Aryloxy Triester Phosphoramidates as Phosphoserine Prodrugs: A Proof of Concept Study
Dhiani, Binar A.,James, Edward,Kadri, Hachemi,Lambourne, Olivia A.,Mehellou, Youcef,Miccoli, Ageo,Thornton, Peter J.
supporting information, (2020/03/30)
The specific targeting of protein-protein interactions by phosphoserine-containing small molecules has been scarce due to the dephosphorylation of phosphoserine and its charged nature at physiological pH, which hinder its uptake into cells. To address these issues, we herein report the synthesis of phosphoserine aryloxy triester phosphoramidates as phosphoserine prodrugs that are enzymatically metabolized to release phosphoserine.

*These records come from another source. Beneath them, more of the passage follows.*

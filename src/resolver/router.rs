//! Resolver for routers, matching by UUID or name.

use super::{CachingResolver, Resolvable};
use crate::cloud::api::CloudApi;
use crate::cloud::types::Router;
use anyhow::Result;
use async_trait::async_trait;

/// Caching resolver for routers.
pub type CachingRouter = CachingResolver<Router>;

#[async_trait]
impl Resolvable for Router {
    const POSITIONAL_HELP: &'static str = "<UUID/Name...>";

    async fn list(api: &dyn CloudApi) -> Result<Vec<Router>> {
        api.list_routers().await
    }

    fn canonical_id(&self) -> &str {
        &self.uuid
    }

    fn display_names(&self) -> Vec<&str> {
        vec![&self.name]
    }
}

#[cfg(test)]
mod tests {
    use super::*;
    use crate::cloud::mock::MockApi;

    #[tokio::test]
    async fn test_resolve_name_case_insensitively() {
        let api = MockApi {
            routers: vec![Router {
                uuid: "8ba5f587-9aeb-4e44-ba5e-bbd1f97e8f13".to_owned(),
                name: "Production Router".to_owned(),
                router_type: "normal".to_owned(),
                attached_networks: Vec::new(),
            }],
            ..MockApi::default()
        };
        let mut provider = CachingRouter::new();
        let resolver = provider.get(&api).await.expect("listing succeeds");

        assert_eq!(
            resolver.resolve("production\\ router").get_only(),
            Ok("8ba5f587-9aeb-4e44-ba5e-bbd1f97e8f13".to_owned())
        );
        assert_eq!(api.call_count("list_routers"), 1);
    }
}
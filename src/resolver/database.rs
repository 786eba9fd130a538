//! Resolver for managed databases, matching by UUID or title.

use super::{CachingResolver, Resolvable};
use crate::cloud::api::CloudApi;
use crate::cloud::types::Database;
use anyhow::Result;
use async_trait::async_trait;

/// Caching resolver for managed databases.
pub type CachingDatabase = CachingResolver<Database>;

#[async_trait]
impl Resolvable for Database {
    const POSITIONAL_HELP: &'static str = "<UUID/Title...>";

    async fn list(api: &dyn CloudApi) -> Result<Vec<Database>> {
        api.list_databases().await
    }

    fn canonical_id(&self) -> &str {
        &self.uuid
    }

    fn display_names(&self) -> Vec<&str> {
        vec![&self.title]
    }
}

#[cfg(test)]
mod tests {
    use super::*;
    use crate::cloud::mock::MockApi;
    use crate::resolver::ResolveError;

    #[tokio::test]
    async fn test_resolution_and_caching() {
        let api = MockApi {
            databases: vec![
                Database {
                    uuid: "9a8f4905-76e8-4b14-9cb6-6bb4b41a4d62".to_owned(),
                    title: "orders-pg".to_owned(),
                    database_type: "pg".to_owned(),
                    ..Database::default()
                },
                Database {
                    uuid: "9b19019e-4546-4b15-a46a-3db0f0b823b8".to_owned(),
                    title: "sessions-redis".to_owned(),
                    database_type: "redis".to_owned(),
                    ..Database::default()
                },
            ],
            ..MockApi::default()
        };
        let mut provider = CachingDatabase::new();
        let resolver = provider.get(&api).await.expect("listing succeeds");

        assert_eq!(
            resolver.resolve("orders-pg").get_only(),
            Ok("9a8f4905-76e8-4b14-9cb6-6bb4b41a4d62".to_owned())
        );
        // shared uuid prefix is ambiguous, longer prefix is not
        assert_eq!(
            resolver.resolve("9").get_only(),
            Err(ResolveError::Ambiguous("9".to_owned()))
        );
        assert_eq!(
            resolver.resolve("9b").get_only(),
            Ok("9b19019e-4546-4b15-a46a-3db0f0b823b8".to_owned())
        );

        let cached = provider
            .get_cached("9b19019e-4546-4b15-a46a-3db0f0b823b8")
            .expect("cached");
        assert_eq!(cached.database_type, "redis");
        assert_eq!(api.call_count("list_databases"), 1);
    }
}
//! Mock API implementation for tests
//!
//! Serves canned listings from memory, records per-method call counts and
//! can be switched to fail every call with a fixed error message.

use super::api::CloudApi;
use super::types::*;
use anyhow::{anyhow, Result};
use async_trait::async_trait;
use std::collections::HashMap;
use std::sync::Mutex;

/// In-memory [`CloudApi`] used by unit and integration tests.
#[derive(Debug, Default)]
pub struct MockApi {
    pub accounts: Vec<Account>,
    pub servers: Vec<Server>,
    pub storages: Vec<Storage>,
    pub networks: Vec<Network>,
    pub routers: Vec<Router>,
    pub databases: Vec<Database>,
    pub kubernetes_clusters: Vec<KubernetesCluster>,
    pub load_balancers: Vec<LoadBalancer>,
    pub gateways: Vec<Gateway>,
    pub object_storages: Vec<ObjectStorage>,
    pub server_groups: Vec<ServerGroup>,
    pub tokens: Vec<Token>,
    pub file_storages: Vec<FileStorage>,
    pub network_peerings: Vec<NetworkPeering>,
    pub ip_addresses: Vec<IpAddress>,

    /// Detail responses keyed by uuid.
    pub server_details: HashMap<String, ServerDetails>,
    pub network_details: HashMap<String, Network>,

    /// When set, every call fails with this message instead of returning data.
    pub fail_with: Option<String>,

    pub calls: Mutex<HashMap<String, usize>>,
}

impl MockApi {
    /// Mock that fails every call with `message`.
    pub fn failing(message: &str) -> Self {
        Self {
            fail_with: Some(message.to_owned()),
            ..Self::default()
        }
    }

    /// Number of times `method` has been invoked.
    pub fn call_count(&self, method: &str) -> usize {
        self.calls
            .lock()
            .expect("mock call counter poisoned")
            .get(method)
            .copied()
            .unwrap_or(0)
    }

    fn record(&self, method: &str) -> Result<()> {
        *self
            .calls
            .lock()
            .expect("mock call counter poisoned")
            .entry(method.to_owned())
            .or_insert(0) += 1;
        match &self.fail_with {
            Some(message) => Err(anyhow!("{}", message)),
            None => Ok(()),
        }
    }
}

#[async_trait]
impl CloudApi for MockApi {
    async fn list_accounts(&self) -> Result<Vec<Account>> {
        self.record("list_accounts")?;
        Ok(self.accounts.clone())
    }

    async fn list_servers(&self) -> Result<Vec<Server>> {
        self.record("list_servers")?;
        Ok(self.servers.clone())
    }

    async fn list_storages(&self) -> Result<Vec<Storage>> {
        self.record("list_storages")?;
        Ok(self.storages.clone())
    }

    async fn list_networks(&self) -> Result<Vec<Network>> {
        self.record("list_networks")?;
        Ok(self.networks.clone())
    }

    async fn list_routers(&self) -> Result<Vec<Router>> {
        self.record("list_routers")?;
        Ok(self.routers.clone())
    }

    async fn list_databases(&self) -> Result<Vec<Database>> {
        self.record("list_databases")?;
        Ok(self.databases.clone())
    }

    async fn list_kubernetes_clusters(&self) -> Result<Vec<KubernetesCluster>> {
        self.record("list_kubernetes_clusters")?;
        Ok(self.kubernetes_clusters.clone())
    }

    async fn list_load_balancers(&self) -> Result<Vec<LoadBalancer>> {
        self.record("list_load_balancers")?;
        Ok(self.load_balancers.clone())
    }

    async fn list_gateways(&self) -> Result<Vec<Gateway>> {
        self.record("list_gateways")?;
        Ok(self.gateways.clone())
    }

    async fn list_object_storages(&self) -> Result<Vec<ObjectStorage>> {
        self.record("list_object_storages")?;
        Ok(self.object_storages.clone())
    }

    async fn list_server_groups(&self) -> Result<Vec<ServerGroup>> {
        self.record("list_server_groups")?;
        Ok(self.server_groups.clone())
    }

    async fn list_tokens(&self) -> Result<Vec<Token>> {
        self.record("list_tokens")?;
        Ok(self.tokens.clone())
    }

    async fn list_file_storages(&self) -> Result<Vec<FileStorage>> {
        self.record("list_file_storages")?;
        Ok(self.file_storages.clone())
    }

    async fn list_network_peerings(&self) -> Result<Vec<NetworkPeering>> {
        self.record("list_network_peerings")?;
        Ok(self.network_peerings.clone())
    }

    async fn list_ip_addresses(&self) -> Result<Vec<IpAddress>> {
        self.record("list_ip_addresses")?;
        Ok(self.ip_addresses.clone())
    }

    async fn get_server_details(&self, uuid: &str) -> Result<ServerDetails> {
        self.record("get_server_details")?;
        self.server_details
            .get(uuid)
            .cloned()
            .ok_or_else(|| anyhow!("no such server: {}", uuid))
    }

    async fn get_network_details(&self, uuid: &str) -> Result<Network> {
        self.record("get_network_details")?;
        self.network_details
            .get(uuid)
            .cloned()
            .ok_or_else(|| anyhow!("no such network: {}", uuid))
    }

    async fn delete_server(&self, uuid: &str) -> Result<()> {
        self.record("delete_server")?;
        if self.servers.iter().any(|server| server.uuid == uuid) {
            Ok(())
        } else {
            Err(anyhow!("no such server: {}", uuid))
        }
    }
}
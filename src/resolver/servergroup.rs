//! Resolver for server groups, matching by UUID or title.

use super::{CachingResolver, Resolvable};
use crate::cloud::api::CloudApi;
use crate::cloud::types::ServerGroup;
use anyhow::Result;
use async_trait::async_trait;

/// Caching resolver for server groups.
pub type CachingServerGroup = CachingResolver<ServerGroup>;

#[async_trait]
impl Resolvable for ServerGroup {
    const POSITIONAL_HELP: &'static str = "<UUID/Title...>";

    async fn list(api: &dyn CloudApi) -> Result<Vec<ServerGroup>> {
        api.list_server_groups().await
    }

    fn canonical_id(&self) -> &str {
        &self.uuid
    }

    fn display_names(&self) -> Vec<&str> {
        vec![&self.title]
    }
}
//! Nimbus API interaction module
//!
//! This module provides the core functionality for talking to the Nimbus
//! cloud platform: the HTTP client, the typed API facade and the bounded
//! concurrent fetch helper.
//!
//! # Module Structure
//!
//! - [`api`] - the [`CloudApi`](api::CloudApi) trait consumed by resolvers and commands
//! - [`client`] - live REST implementation of the trait
//! - [`http`] - HTTP utilities shared by the client
//! - [`types`] - typed models for API resources
//! - [`fanout`] - bounded parallel detail fetch
//! - [`mock`] - in-memory implementation used by tests

pub mod api;
pub mod client;
pub mod fanout;
pub mod http;
pub mod mock;
pub mod types;
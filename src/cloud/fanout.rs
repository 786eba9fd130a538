//! Bounded parallel detail fetch
//!
//! When a resolved resource references a set of other resources by id
//! (e.g. a router's attached networks), each one needs its own detail
//! call. This fans those calls out with a fixed in-flight bound and fails
//! fast on the first error.

use anyhow::Result;
use futures::stream::{self, StreamExt};
use std::future::Future;

/// Maximum number of detail fetches in flight at once.
pub const MAX_CONCURRENT_FETCHES: usize = 10;

/// Fetch details for every id with at most `limit` calls in flight.
///
/// Results are collected in completion order, not input order. The first
/// error observed is returned immediately; remaining fetches are not
/// awaited. An empty id set returns an empty result with no calls made.
pub async fn fetch_concurrent<T, F, Fut>(ids: &[String], limit: usize, fetch: F) -> Result<Vec<T>>
where
    F: Fn(String) -> Fut,
    Fut: Future<Output = Result<T>>,
{
    let mut results = Vec::with_capacity(ids.len());
    let mut in_flight = stream::iter(ids.iter().cloned().map(|id| fetch(id)))
        .buffer_unordered(limit.max(1));
    while let Some(result) = in_flight.next().await {
        results.push(result?);
    }
    Ok(results)
}

#[cfg(test)]
mod tests {
    use super::*;
    use anyhow::anyhow;

    #[tokio::test]
    async fn test_empty_input_makes_no_calls() {
        let results: Vec<String> = fetch_concurrent(&[], 10, |_id| async move {
            panic!("fetch must not be called for an empty input set")
        })
        .await
        .expect("empty input should succeed");
        assert!(results.is_empty());
    }

    #[tokio::test]
    async fn test_collects_all_results() {
        let ids: Vec<String> = (0..25).map(|n| format!("id-{}", n)).collect();
        let mut results = fetch_concurrent(&ids, 10, |id| async move { Ok(id) })
            .await
            .expect("all fetches succeed");
        results.sort();
        let mut expected = ids.clone();
        expected.sort();
        assert_eq!(results, expected);
    }

    #[tokio::test]
    async fn test_first_error_wins() {
        let ids: Vec<String> = (0..5).map(|n| format!("id-{}", n)).collect();
        let result: Result<Vec<String>> = fetch_concurrent(&ids, 2, |id| async move {
            if id == "id-3" {
                Err(anyhow!("MOCKERROR"))
            } else {
                Ok(id)
            }
        })
        .await;
        assert_eq!(result.expect_err("must fail").to_string(), "MOCKERROR");
    }
}
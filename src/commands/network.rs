//! Network commands

use crate::cloud::api::CloudApi;
use crate::resolver::CachingNetwork;
use anyhow::Result;
use clap::{Args, Subcommand};

#[derive(Debug, Args)]
pub struct NetworkCmd {
    #[command(subcommand)]
    command: NetworkCommand,
}

#[derive(Debug, Subcommand)]
enum NetworkCommand {
    /// List all networks
    List,
    /// Show network details
    Show {
        /// Network to show
        #[arg(value_name = "UUID/Name")]
        network: String,
    },
}

pub async fn run(cmd: NetworkCmd, api: &dyn CloudApi) -> Result<()> {
    match cmd.command {
        NetworkCommand::List => list(api).await,
        NetworkCommand::Show { network } => show(api, &network).await,
    }
}

async fn list(api: &dyn CloudApi) -> Result<()> {
    let networks = api.list_networks().await?;
    println!("{:<38} {:<30} {:<10} {}", "UUID", "Name", "Type", "Zone");
    for network in networks {
        println!(
            "{:<38} {:<30} {:<10} {}",
            network.uuid, network.name, network.network_type, network.zone
        );
    }
    Ok(())
}

async fn show(api: &dyn CloudApi, arg: &str) -> Result<()> {
    let mut provider = CachingNetwork::new();
    let resolver = provider.get(api).await?;
    let uuid = resolver.resolve(arg).get_only()?;

    // the listing already carries everything we render, no second fetch
    let network = provider.get_cached(&uuid)?;
    println!("UUID:    {}", network.uuid);
    println!("Name:    {}", network.name);
    println!("Type:    {}", network.network_type);
    println!("Zone:    {}", network.zone);
    match &network.router {
        Some(router) => println!("Router:  {}", router),
        None => println!("Router:  none"),
    }
    Ok(())
}
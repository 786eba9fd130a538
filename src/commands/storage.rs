//! Storage commands

use super::resolve_args;
use crate::cloud::api::CloudApi;
use crate::resolver::CachingStorage;
use anyhow::Result;
use clap::{Args, Subcommand};

#[derive(Debug, Args)]
pub struct StorageCmd {
    #[command(subcommand)]
    command: StorageCommand,
}

#[derive(Debug, Subcommand)]
enum StorageCommand {
    /// List all storages
    List,
    /// Show storage details
    Show {
        /// Storages to show
        #[arg(required = true, value_name = "UUID/Title")]
        storages: Vec<String>,
    },
}

pub async fn run(cmd: StorageCmd, api: &dyn CloudApi) -> Result<()> {
    match cmd.command {
        StorageCommand::List => list(api).await,
        StorageCommand::Show { storages } => show(api, &storages).await,
    }
}

async fn list(api: &dyn CloudApi) -> Result<()> {
    let storages = api.list_storages().await?;
    println!("{:<38} {:<30} {:<12} {:>8}  {}", "UUID", "Title", "Zone", "Size", "State");
    for storage in storages {
        println!(
            "{:<38} {:<30} {:<12} {:>5} GiB  {}",
            storage.uuid, storage.title, storage.zone, storage.size_gib, storage.state
        );
    }
    Ok(())
}

async fn show(api: &dyn CloudApi, args: &[String]) -> Result<()> {
    let mut provider = CachingStorage::new();
    let resolver = provider.get(api).await?;
    let uuids = resolve_args(&resolver, args)?;

    for uuid in &uuids {
        let storage = provider.get_cached(uuid)?;
        println!("UUID:    {}", storage.uuid);
        println!("Title:   {}", storage.title);
        println!("Zone:    {}", storage.zone);
        println!("Size:    {} GiB", storage.size_gib);
        println!("State:   {}", storage.state);
        if let Some(created_at) = storage.created_at {
            println!("Created: {}", created_at.format("%Y-%m-%d %H:%M"));
        }
        println!();
    }
    Ok(())
}
//! Resolver for servers, matching by UUID, title or hostname.

use super::{CachingResolver, Resolvable};
use crate::cloud::api::CloudApi;
use crate::cloud::types::Server;
use anyhow::Result;
use async_trait::async_trait;

/// Caching resolver for servers.
pub type CachingServer = CachingResolver<Server>;

#[async_trait]
impl Resolvable for Server {
    const POSITIONAL_HELP: &'static str = "<UUID/Title/Hostname...>";

    async fn list(api: &dyn CloudApi) -> Result<Vec<Server>> {
        api.list_servers().await
    }

    fn canonical_id(&self) -> &str {
        &self.uuid
    }

    fn display_names(&self) -> Vec<&str> {
        vec![&self.title, &self.hostname]
    }
}
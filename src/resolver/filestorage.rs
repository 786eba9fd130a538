//! Resolver for managed file storages, matching by UUID or name.

use super::{CachingResolver, Resolvable};
use crate::cloud::api::CloudApi;
use crate::cloud::types::FileStorage;
use anyhow::Result;
use async_trait::async_trait;

/// Caching resolver for managed file storages.
pub type CachingFileStorage = CachingResolver<FileStorage>;

#[async_trait]
impl Resolvable for FileStorage {
    const POSITIONAL_HELP: &'static str = "<UUID/Name...>";

    async fn list(api: &dyn CloudApi) -> Result<Vec<FileStorage>> {
        api.list_file_storages().await
    }

    fn canonical_id(&self) -> &str {
        &self.uuid
    }

    fn display_names(&self) -> Vec<&str> {
        vec![&self.name]
    }
}
//! Configuration Management
//!
//! Handles persistent configuration storage for nimbusctl.

use anyhow::{Context, Result};
use serde::{Deserialize, Serialize};
use std::path::PathBuf;
use url::Url;

/// Default API endpoint, used when neither flag, environment nor config
/// file overrides it.
const DEFAULT_API_URL: &str = "https://api.nimbus.dev/v1";

/// User configuration
#[derive(Debug, Clone, Serialize, Deserialize, Default)]
pub struct Config {
    /// API base URL
    #[serde(default)]
    pub api_url: Option<String>,
    /// API token
    #[serde(default)]
    pub token: Option<String>,
}

impl Config {
    /// Get the config file path
    fn config_path() -> Option<PathBuf> {
        dirs::config_dir().map(|p| p.join("nimbusctl").join("config.json"))
    }

    /// Load configuration from disk
    pub fn load() -> Self {
        let Some(path) = Self::config_path() else {
            return Self::default();
        };

        if !path.exists() {
            return Self::default();
        }

        match std::fs::read_to_string(&path) {
            Ok(content) => serde_json::from_str(&content).unwrap_or_default(),
            Err(_) => Self::default(),
        }
    }

    /// Get effective API URL (CLI flag > NIMBUS_API_URL > config > default)
    pub fn effective_api_url(&self, override_url: Option<&str>) -> Result<Url> {
        let raw = override_url
            .map(str::to_owned)
            .or_else(|| std::env::var("NIMBUS_API_URL").ok())
            .or_else(|| self.api_url.clone())
            .unwrap_or_else(|| DEFAULT_API_URL.to_owned());
        Url::parse(&raw).with_context(|| format!("Invalid API URL: {}", raw))
    }

    /// Get effective API token (NIMBUS_TOKEN > config)
    pub fn effective_token(&self) -> Result<String> {
        std::env::var("NIMBUS_TOKEN")
            .ok()
            .or_else(|| self.token.clone())
            .context("No API token configured. Set NIMBUS_TOKEN or add \"token\" to the config file")
    }
}
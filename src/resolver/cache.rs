//! Generic resolution cache
//!
//! Stores fully-fetched resource objects keyed by canonical id, so commands
//! can render details after resolving without a second listing call.

use super::ResolveError;
use std::collections::HashMap;

/// Lazily-initialized map from canonical id to a fetched resource object.
///
/// The map stays unallocated until the first write, which lets
/// [`Cache::get_cached`] distinguish "provider never fetched" from "id not
/// in the listing".
#[derive(Debug, Clone)]
pub struct Cache<T> {
    cache: Option<HashMap<String, T>>,
}

impl<T: Clone> Cache<T> {
    pub fn new() -> Self {
        Self { cache: None }
    }

    /// Store a fetched object, allocating the map on first use.
    pub fn add_cached(&mut self, id: String, value: T) {
        self.cache.get_or_insert_with(HashMap::new).insert(id, value);
    }

    /// Look up a previously fetched object by canonical id.
    ///
    /// Fails with [`ResolveError::CacheUninitialized`] when no fetch has
    /// happened yet (a defect in the calling command) and with
    /// [`ResolveError::NotFound`] when the id was not in the listing.
    pub fn get_cached(&self, id: &str) -> Result<T, ResolveError> {
        match &self.cache {
            None => Err(ResolveError::CacheUninitialized(short_type_name::<T>())),
            Some(map) => map
                .get(id)
                .cloned()
                .ok_or_else(|| ResolveError::NotFound(id.to_owned())),
        }
    }
}

impl<T: Clone> Default for Cache<T> {
    fn default() -> Self {
        Self::new()
    }
}

/// Last path segment of a type name, for error messages.
fn short_type_name<T>() -> &'static str {
    let name = std::any::type_name::<T>();
    name.rsplit("::").next().unwrap_or(name)
}

#[cfg(test)]
mod tests {
    use super::*;

    #[test]
    fn test_get_cached_before_any_write_is_uninitialized() {
        let cache: Cache<String> = Cache::new();
        assert_eq!(
            cache.get_cached("some-id"),
            Err(ResolveError::CacheUninitialized("String"))
        );
    }

    #[test]
    fn test_get_cached_after_write() {
        let mut cache = Cache::new();
        cache.add_cached("id-1".to_owned(), 42);
        assert_eq!(cache.get_cached("id-1"), Ok(42));
        assert_eq!(
            cache.get_cached("id-2"),
            Err(ResolveError::NotFound("id-2".to_owned()))
        );
    }
}
//! Typed models for Nimbus API resources
//!
//! Listing payloads deserialize into these structs; fields the resolution
//! layer does not need are kept to the handful commands actually render.

use chrono::{DateTime, Utc};
use serde::{Deserialize, Serialize};

/// A virtual server.
#[derive(Debug, Clone, Default, PartialEq, Serialize, Deserialize)]
pub struct Server {
    pub uuid: String,
    pub title: String,
    pub hostname: String,
    #[serde(default)]
    pub plan: String,
    #[serde(default)]
    pub zone: String,
    #[serde(default)]
    pub state: String,
    #[serde(default)]
    pub created_at: Option<DateTime<Utc>>,
}

/// Full server details, returned by the per-server detail endpoint.
#[derive(Debug, Clone, Default, Serialize, Deserialize)]
pub struct ServerDetails {
    #[serde(flatten)]
    pub server: Server,
    #[serde(default)]
    pub networking: Vec<ServerInterface>,
}

/// One network interface of a server.
#[derive(Debug, Clone, Default, Serialize, Deserialize)]
pub struct ServerInterface {
    pub network: String,
    #[serde(default)]
    pub ip_addresses: Vec<String>,
    #[serde(default, rename = "type")]
    pub interface_type: String,
}

/// A block storage device.
#[derive(Debug, Clone, Default, Serialize, Deserialize)]
pub struct Storage {
    pub uuid: String,
    pub title: String,
    #[serde(default)]
    pub zone: String,
    #[serde(default)]
    pub size_gib: u64,
    #[serde(default)]
    pub state: String,
    #[serde(default)]
    pub created_at: Option<DateTime<Utc>>,
}

/// An SDN network.
#[derive(Debug, Clone, Default, Serialize, Deserialize)]
pub struct Network {
    pub uuid: String,
    pub name: String,
    #[serde(default, rename = "type")]
    pub network_type: String,
    #[serde(default)]
    pub zone: String,
    #[serde(default)]
    pub router: Option<String>,
}

/// A router connecting SDN networks.
#[derive(Debug, Clone, Default, Serialize, Deserialize)]
pub struct Router {
    pub uuid: String,
    pub name: String,
    #[serde(default, rename = "type")]
    pub router_type: String,
    /// UUIDs of networks attached to this router.
    #[serde(default)]
    pub attached_networks: Vec<String>,
}

/// A managed database service.
#[derive(Debug, Clone, Default, Serialize, Deserialize)]
pub struct Database {
    pub uuid: String,
    pub title: String,
    #[serde(default, rename = "type")]
    pub database_type: String,
    #[serde(default)]
    pub zone: String,
    #[serde(default)]
    pub state: String,
}

/// A managed Kubernetes cluster.
#[derive(Debug, Clone, Default, Serialize, Deserialize)]
pub struct KubernetesCluster {
    pub uuid: String,
    pub name: String,
    #[serde(default)]
    pub zone: String,
    #[serde(default)]
    pub state: String,
    #[serde(default)]
    pub network: String,
}

/// A managed load balancer.
#[derive(Debug, Clone, Default, Serialize, Deserialize)]
pub struct LoadBalancer {
    pub uuid: String,
    pub name: String,
    #[serde(default)]
    pub zone: String,
    #[serde(default)]
    pub operational_state: String,
}

/// A network gateway.
#[derive(Debug, Clone, Default, Serialize, Deserialize)]
pub struct Gateway {
    pub uuid: String,
    pub name: String,
    #[serde(default)]
    pub zone: String,
    #[serde(default)]
    pub features: Vec<String>,
}

/// A managed object storage service.
#[derive(Debug, Clone, Default, Serialize, Deserialize)]
pub struct ObjectStorage {
    pub uuid: String,
    pub name: String,
    #[serde(default)]
    pub region: String,
    #[serde(default)]
    pub state: String,
}

/// An anti-affinity server group.
#[derive(Debug, Clone, Default, Serialize, Deserialize)]
pub struct ServerGroup {
    pub uuid: String,
    pub title: String,
    #[serde(default)]
    pub anti_affinity_policy: String,
    #[serde(default)]
    pub members: Vec<String>,
}

/// An API access token.
#[derive(Debug, Clone, Default, Serialize, Deserialize)]
pub struct Token {
    pub id: String,
    pub name: String,
    #[serde(default)]
    pub expires_at: Option<DateTime<Utc>>,
    #[serde(default)]
    pub can_create_tokens: bool,
}

/// A managed file storage service.
#[derive(Debug, Clone, Default, Serialize, Deserialize)]
pub struct FileStorage {
    pub uuid: String,
    pub name: String,
    #[serde(default)]
    pub zone: String,
    #[serde(default)]
    pub size_gib: u64,
}

/// An account, main or sub-account. Accounts have no UUID; the username is
/// the canonical identifier.
#[derive(Debug, Clone, Default, Serialize, Deserialize)]
pub struct Account {
    pub username: String,
    #[serde(default)]
    pub account_type: String,
}

/// A peering between two SDN networks.
#[derive(Debug, Clone, Default, Serialize, Deserialize)]
pub struct NetworkPeering {
    pub uuid: String,
    pub name: String,
    #[serde(default)]
    pub state: String,
}

/// An IP address, identified by the address itself rather than a UUID.
#[derive(Debug, Clone, Default, Serialize, Deserialize)]
pub struct IpAddress {
    pub address: String,
    #[serde(default)]
    pub ptr_record: String,
    #[serde(default)]
    pub family: String,
    #[serde(default)]
    pub server: Option<String>,
}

This phosphoserine-masking approach was applied to a phosphoserine-containing inhibitor of 14-3-3 dimerization, and the generated prodrugs exhibited improved pharmacological activity. Collectively, this provided a proof of concept that the masking of phosphoserine with biocleavable aryloxy triester phosphoramidate masking groups is a viable intracellular delivery system for phosphoserine-containing molecules. Ultimately, this will facilitate the discovery of phosphoserine-containing small-molecule therapeutics.